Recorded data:
- - -
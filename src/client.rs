use crate::history::HistoryTab;
use crate::model::Model;
use crate::source::{unwrap_envelope, HistoryRequest, HistorySource};
use crate::track::Track;
use crate::{HistoryError, Result};
use serde_json::Value;

const HISTORY_TABS_KEYS: &[&str] = &["history_tabs", "historyTabs"];

/// Client facade for reading a user's listening history.
///
/// The client fetches the raw document through a [`HistorySource`] and runs
/// it through the model pipeline. It keeps no state between calls.
///
/// # Examples
///
/// ```rust,no_run
/// use yandex_music_history::{FileHistorySource, MusicHistoryClient, Result};
///
/// #[tokio::main]
/// async fn main() -> Result<()> {
///     let source = FileHistorySource::new("history.json");
///     let client = MusicHistoryClient::new(Box::new(source));
///
///     for track in client.get_music_history_tracks().await? {
///         println!("{track}");
///     }
///
///     Ok(())
/// }
/// ```
pub struct MusicHistoryClient {
    source: Box<dyn HistorySource>,
    request: HistoryRequest,
}

impl MusicHistoryClient {
    /// Create a client that requests history with default parameters.
    pub fn new(source: Box<dyn HistorySource>) -> Self {
        Self::with_request(source, HistoryRequest::default())
    }

    pub fn with_request(source: Box<dyn HistorySource>, request: HistoryRequest) -> Self {
        Self { source, request }
    }

    pub fn request(&self) -> &HistoryRequest {
        &self.request
    }

    /// Fetch and decode the listening history as dated tabs.
    ///
    /// A document without a tabs list yields an empty history. A document
    /// that is not a JSON object is [`HistoryError::Document`].
    pub async fn get_music_history(&self) -> Result<Vec<HistoryTab>> {
        let document = unwrap_envelope(self.source.fetch_history(&self.request).await?);
        let tabs = history_tabs(&document)?;

        log::debug!("Decoded {} history tabs", tabs.len());
        Ok(tabs)
    }

    /// Fetch the listening history flattened into the tracks played, in order.
    pub async fn get_music_history_tracks(&self) -> Result<Vec<Track>> {
        let tabs = self.get_music_history().await?;
        let tracks = HistoryTab::extract_tracks(&tabs);

        log::debug!(
            "Extracted {} tracks from {} history entries",
            tracks.len(),
            tabs.iter().map(HistoryTab::track_count).sum::<usize>()
        );
        Ok(tracks)
    }
}

/// Decode the tabs list of an (unwrapped) history document.
pub fn history_tabs(document: &Value) -> Result<Vec<HistoryTab>> {
    let Value::Object(map) = document else {
        return Err(HistoryError::Document(format!(
            "expected a JSON object, got {}",
            json_kind(document)
        )));
    };

    match HISTORY_TABS_KEYS.iter().find_map(|key| map.get(*key)) {
        Some(tabs) => HistoryTab::de_list(tabs),
        None => {
            log::debug!("History document has no tabs list");
            Ok(Vec::new())
        }
    }
}

fn json_kind(value: &Value) -> &'static str {
    match value {
        Value::Null => "null",
        Value::Bool(_) => "a boolean",
        Value::Number(_) => "a number",
        Value::String(_) => "a string",
        Value::Array(_) => "an array",
        Value::Object(_) => "an object",
    }
}
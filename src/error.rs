use thiserror::Error;

/// Error types for listening-history deserialization and retrieval.
///
/// A payload that is simply not map-shaped is *not* an error: every
/// [`Model::de_json`](crate::Model::de_json) reports that as `Ok(None)`.
/// The variants here are the hard failures that must reach the caller.
///
/// # Error Handling Examples
///
/// ```rust
/// use serde_json::json;
/// use yandex_music_history::{HistoryError, Model, TrackItemId};
///
/// match TrackItemId::de_json(&json!({"trackId": "1"})) {
///     Err(HistoryError::MissingField { model, field }) => {
///         assert_eq!(model, "TrackItemId");
///         assert_eq!(field, "album_id");
///     }
///     other => panic!("unexpected result: {other:?}"),
/// }
/// ```
#[derive(Error, Debug)]
pub enum HistoryError {
    /// A required field received no value after alias normalization.
    ///
    /// This indicates a genuine schema violation in the payload, distinct
    /// from an absent object (which decodes to `None`).
    #[error("{model}: required field `{field}` is missing")]
    MissingField {
        /// Model being constructed
        model: &'static str,
        /// Normalized (snake_case) field name
        field: &'static str,
    },

    /// A field is present but carries the wrong JSON type.
    #[error("{model}: field `{field}` must be {expected}")]
    InvalidField {
        /// Model being constructed
        model: &'static str,
        /// Normalized (snake_case) field name
        field: &'static str,
        /// Human readable description of the accepted shape
        expected: &'static str,
    },

    /// The fetched top-level document has an unexpected shape.
    #[error("Malformed history document: {0}")]
    Document(String),

    /// Failure reported by a [`HistorySource`](crate::HistorySource).
    #[error("History source error: {0}")]
    Source(String),

    /// JSON encoding or decoding errors.
    #[error("JSON error: {0}")]
    Json(#[from] serde_json::Error),

    /// File system I/O errors.
    ///
    /// This can occur when reading saved history documents from disk.
    #[error("IO error: {0}")]
    Io(#[from] std::io::Error),
}
//! Wave ("My Wave" style radio station) descriptions embedded in history contexts.

use crate::model::{FieldAlias, Model, ModelData, Slot};
use crate::Result;
use serde::Serialize;
use serde_json::{Map, Value};
use std::hash::{Hash, Hasher};

/// Animated agent shown for a wave. Identity is `animation_uri` alone.
#[derive(Debug, Clone, Serialize)]
pub struct WaveAgent {
    pub animation_uri: String,
    #[serde(skip_serializing_if = "Option::is_none")]
    pub cover: Option<Map<String, Value>>,
}

impl WaveAgent {
    pub fn new(animation_uri: impl Into<String>) -> Self {
        Self {
            animation_uri: animation_uri.into(),
            cover: None,
        }
    }

    pub fn with_cover(mut self, cover: Map<String, Value>) -> Self {
        self.cover = Some(cover);
        self
    }
}

impl PartialEq for WaveAgent {
    fn eq(&self, other: &Self) -> bool {
        self.animation_uri == other.animation_uri
    }
}

impl Eq for WaveAgent {}

impl Hash for WaveAgent {
    fn hash<H: Hasher>(&self, state: &mut H) {
        self.animation_uri.hash(state);
    }
}

impl Model for WaveAgent {
    const NAME: &'static str = "WaveAgent";
    const ALIASES: &'static [FieldAlias] = &[FieldAlias::new("animation_uri", "animationUri")];

    fn from_data(data: &ModelData<'_>) -> Result<Self> {
        Ok(Self {
            animation_uri: data.required_str("animation_uri")?,
            cover: data.optional_object("cover")?,
        })
    }
}

/// Station description of a wave.
///
/// The `agent` key must be present, but a null or malformed agent leaves the
/// field `None` instead of failing the wave.
#[derive(Debug, Clone, PartialEq, Eq, Hash, Serialize)]
pub struct WaveData {
    pub title: String,
    pub header: String,
    pub station_id: String,
    pub seeds: Vec<String>,
    pub agent: Option<WaveAgent>,
}

impl Model for WaveData {
    const NAME: &'static str = "WaveData";
    const ALIASES: &'static [FieldAlias] = &[FieldAlias::new("station_id", "stationId")];

    fn from_data(data: &ModelData<'_>) -> Result<Self> {
        let agent = Slot::merge_if_present(data.raw("agent"), WaveAgent::de_json)?
            .required_key(Self::NAME, "agent")?;

        Ok(Self {
            title: data.required_str("title")?,
            header: data.required_str("header")?,
            station_id: data.required_str("station_id")?,
            seeds: data.required_str_list("seeds")?,
            agent,
        })
    }
}

/// Keys the nested wave object is found under. The service uses both casings.
const WAVE_KEYS: &[&str] = &["wave", "Wave"];

/// Full wave record as embedded in a wave context.
///
/// `wave` stays `None` when the payload carries no nested wave object; such a
/// model is incomplete but still constructs. Identity is `wave` alone.
#[derive(Debug, Clone, Serialize)]
pub struct WaveFullModel {
    pub wave: Option<WaveData>,
    pub simple_wave_foreground_image_url: Option<String>,
    pub simple_wave_background_color: Option<String>,
}

impl WaveFullModel {
    pub fn new(wave: WaveData) -> Self {
        Self {
            wave: Some(wave),
            simple_wave_foreground_image_url: None,
            simple_wave_background_color: None,
        }
    }

    pub fn is_complete(&self) -> bool {
        self.wave.is_some()
    }
}

impl PartialEq for WaveFullModel {
    fn eq(&self, other: &Self) -> bool {
        self.wave == other.wave
    }
}

impl Eq for WaveFullModel {}

impl Hash for WaveFullModel {
    fn hash<H: Hasher>(&self, state: &mut H) {
        self.wave.hash(state);
    }
}

impl Model for WaveFullModel {
    const NAME: &'static str = "WaveFullModel";
    const ALIASES: &'static [FieldAlias] = &[
        FieldAlias::new(
            "simple_wave_foreground_image_url",
            "simpleWaveForegroundImageUrl",
        ),
        FieldAlias::new("simple_wave_background_color", "simpleWaveBackgroundColor"),
    ];

    fn from_data(data: &ModelData<'_>) -> Result<Self> {
        let wave =
            Slot::merge_if_present(data.first_truthy(WAVE_KEYS), WaveData::de_json)?.into_option();

        Ok(Self {
            wave,
            simple_wave_foreground_image_url: data
                .optional_str("simple_wave_foreground_image_url")?,
            simple_wave_background_color: data.optional_str("simple_wave_background_color")?,
        })
    }
}
// Copyright (c) 2025 Felix Kahle.
//
// Permission is hereby granted, free of charge, to any person obtaining
// a copy of this software and associated documentation files (the
// "Software"), to deal in the Software without restriction, including
// without limitation the rights to use, copy, modify, merge, publish,
// distribute, sublicense, and/or sell copies of the Software, and to
// permit persons to whom the Software is furnished to do so, subject to
// the following conditions:
//
// The above copyright notice and this permission notice shall be
// included in all copies or substantial portions of the Software.
//
// THE SOFTWARE IS PROVIDED "AS IS", WITHOUT WARRANTY OF ANY KIND,
// EXPRESS OR IMPLIED, INCLUDING BUT NOT LIMITED TO THE WARRANTIES OF
// MERCHANTABILITY, FITNESS FOR A PARTICULAR PURPOSE AND
// NONINFRINGEMENT. IN NO EVENT SHALL THE AUTHORS OR COPYRIGHT HOLDERS BE
// LIABLE FOR ANY CLAIM, DAMAGES OR OTHER LIABILITY, WHETHER IN AN ACTION
// OF CONTRACT, TORT OR OTHERWISE, ARISING FROM, OUT OF OR IN CONNECTION
// WITH THE SOFTWARE OR THE USE OR OTHER DEALINGS IN THE SOFTWARE.

//! # Search Monitors
//!
//! Observers and controllers attached to a running solve. A solver reports
//! lifecycle events (entering and leaving the search, each processed node,
//! each improving solution) and polls `search_command` to learn whether it
//! should stop.
//!
//! ## Submodules
//!
//! - `search_monitor`: The `SearchMonitor` trait and `SearchCommand`.
//! - `composite`: Forwards events to several monitors.
//! - `interrupt`: Stops the search when an `AtomicBool` is raised.
//! - `log`: Periodic `tracing` progress lines.
//! - `no_op`: Ignores everything.
//! - `time_limit`: Wall-clock budget with step-filtered clock checks.

pub mod composite;
pub mod interrupt;
pub mod log;
pub mod no_op;
pub mod search_monitor;
pub mod time_limit;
- - -
**Work item**
Within the entries, find all lines that contain "when" and copy each one.

**Solved exercise**
    /// This can occur when reading saved history documents from disk.
/// `wave` stays `None` when the payload carries no nested wave object; such a
//! - `interrupt`: Stops the search when an `AtomicBool` is raised.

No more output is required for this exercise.